Imagine realizar um amplo debate internacional sobre os direitos das mulheres e criar normas e leis para os Estados sem a participação do público feminino. “O que o movimento feminista diria sobre isso? Por muito tempo, os adultos, mesmo que com as melhores intenções, têm discutido o direito das crianças e adolescentes sem ouvi-los”, afirma Luis Ernesto Pedernera Reyna, presidente do Comitê dos Direitos da Criança da Organização das Nações Unidas (ONU). Desde 2014, a organização vem trabalhando intensamente para mudar essa realidade. Mais de 709 crianças de 29 países foram ouvidas, juntamente a especialistas e organizações da sociedade civil, para a construção do Comentário geral n. 25, lançado na semana passada, que define como a Convenção sobre os Direitos da Criança e do Adolescente se aplica ao ambiente digital. E que vai promover mudanças na forma como Estados e empresas gerenciam negócios na área de tecnologia.

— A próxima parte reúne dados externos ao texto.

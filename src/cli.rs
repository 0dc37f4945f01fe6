use std::path::PathBuf;

use chrono::NaiveDate;
use clap::{Args as ClapArgs, Parser, Subcommand};

#[derive(Parser, Debug)]
#[command(version, about, long_about = None)]
pub struct Args {
    /// Directory holding config.yaml and downloaded models.
    /// Defaults to ~/.complaint-search
    #[clap(long, global = true)]
    pub config_dir: Option<PathBuf>,

    #[command(subcommand)]
    pub command: Command,
}

#[derive(ClapArgs, Debug, Clone)]
pub struct DataArgs {
    /// Complaint CSV (overrides config data_path)
    #[clap(short, long)]
    pub data: Option<PathBuf>,

    /// Number of rows to load (overrides config sample_size)
    #[clap(short, long)]
    pub sample_size: Option<usize>,
}

#[derive(ClapArgs, Debug, Clone, Default)]
pub struct FilterArgs {
    /// Only include this company. Can be repeated
    #[clap(long = "company")]
    pub companies: Vec<String>,

    /// Only include this product. Can be repeated
    #[clap(long = "product")]
    pub products: Vec<String>,

    /// Earliest date received (YYYY-MM-DD), inclusive
    #[clap(long)]
    pub from: Option<NaiveDate>,

    /// Latest date received (YYYY-MM-DD), inclusive
    #[clap(long)]
    pub to: Option<NaiveDate>,
}

#[derive(Subcommand, Debug, Clone)]
pub enum Command {
    /// Find complaints whose narratives are closest in meaning to a query
    Search {
        /// Free text query
        query: String,

        /// Number of results (overrides config default_top_k)
        #[clap(short = 'k', long)]
        top_k: Option<usize>,

        /// Skip complaints without a narrative
        #[clap(long, default_value = "false")]
        narratives_only: bool,

        #[command(flatten)]
        data_args: DataArgs,

        #[command(flatten)]
        filter_args: FilterArgs,
    },

    /// Print overview metrics for the (filtered) complaints
    Summary {
        #[command(flatten)]
        data_args: DataArgs,

        #[command(flatten)]
        filter_args: FilterArgs,
    },
}

#[cfg(test)]
mod tests {
    use super::*;

    #[test]
    fn test_parse_search() {
        let args = Args::try_parse_from([
            "complaint-search",
            "search",
            "charged twice",
            "-k",
            "3",
            "--company",
            "Acme",
            "--company",
            "Bolt",
            "--from",
            "2023-01-01",
        ])
        .unwrap();

        match args.command {
            Command::Search {
                query,
                top_k,
                filter_args,
                ..
            } => {
                assert_eq!(query, "charged twice");
                assert_eq!(top_k, Some(3));
                assert_eq!(filter_args.companies, vec!["Acme", "Bolt"]);
                assert_eq!(filter_args.from, NaiveDate::from_ymd_opt(2023, 1, 1));
            }
            _ => panic!("expected search command"),
        }
    }

    #[test]
    fn test_parse_summary_with_global_config_dir() {
        let args = Args::try_parse_from([
            "complaint-search",
            "summary",
            "--config-dir",
            "/tmp/cs",
            "--data",
            "c.csv",
        ])
        .unwrap();

        assert_eq!(args.config_dir, Some(PathBuf::from("/tmp/cs")));
        assert!(matches!(args.command, Command::Summary { .. }));
    }
}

O documento explica que o setor empresarial, incluindo organizações sem fins lucrativos, afeta direta e indiretamente os direitos das crianças na prestação de serviços e produtos relacionados com o meio virtual. Por isso, cabe às empresas respeitar os direitos das crianças e prevenir e remediar abusos no mundo digital. “A legislação deve incluir fortes salvaguardas, transparência, fiscalização independente e acesso a medidas de reparação. Estados partes devem exigir a integração da privacidade por design em produtos e serviços digitais que afetam crianças”, orienta o documento. Na prática, isso significa que os sites precisam, desde o princípio, considerar o direito à privacidade das crianças.
“A internet é uma grande mídia de socialização. Os Estados têm que pensar em ter conteúdo educativo adequado e que promovam desenvolvimento da criança. Não adianta Facebook, Google e YouTube terem termos de uso acima de 13 anos. As crianças estão presentes nas plataformas. Por isso, o direito da criança por design. Isso significa que já no desenvolvimento esses serviços têm que se pensar nas crianças que serão usuárias diretas ou indiretas”, explica Pedro Hartung, coordenador jurídico da ONG Instituto Alana.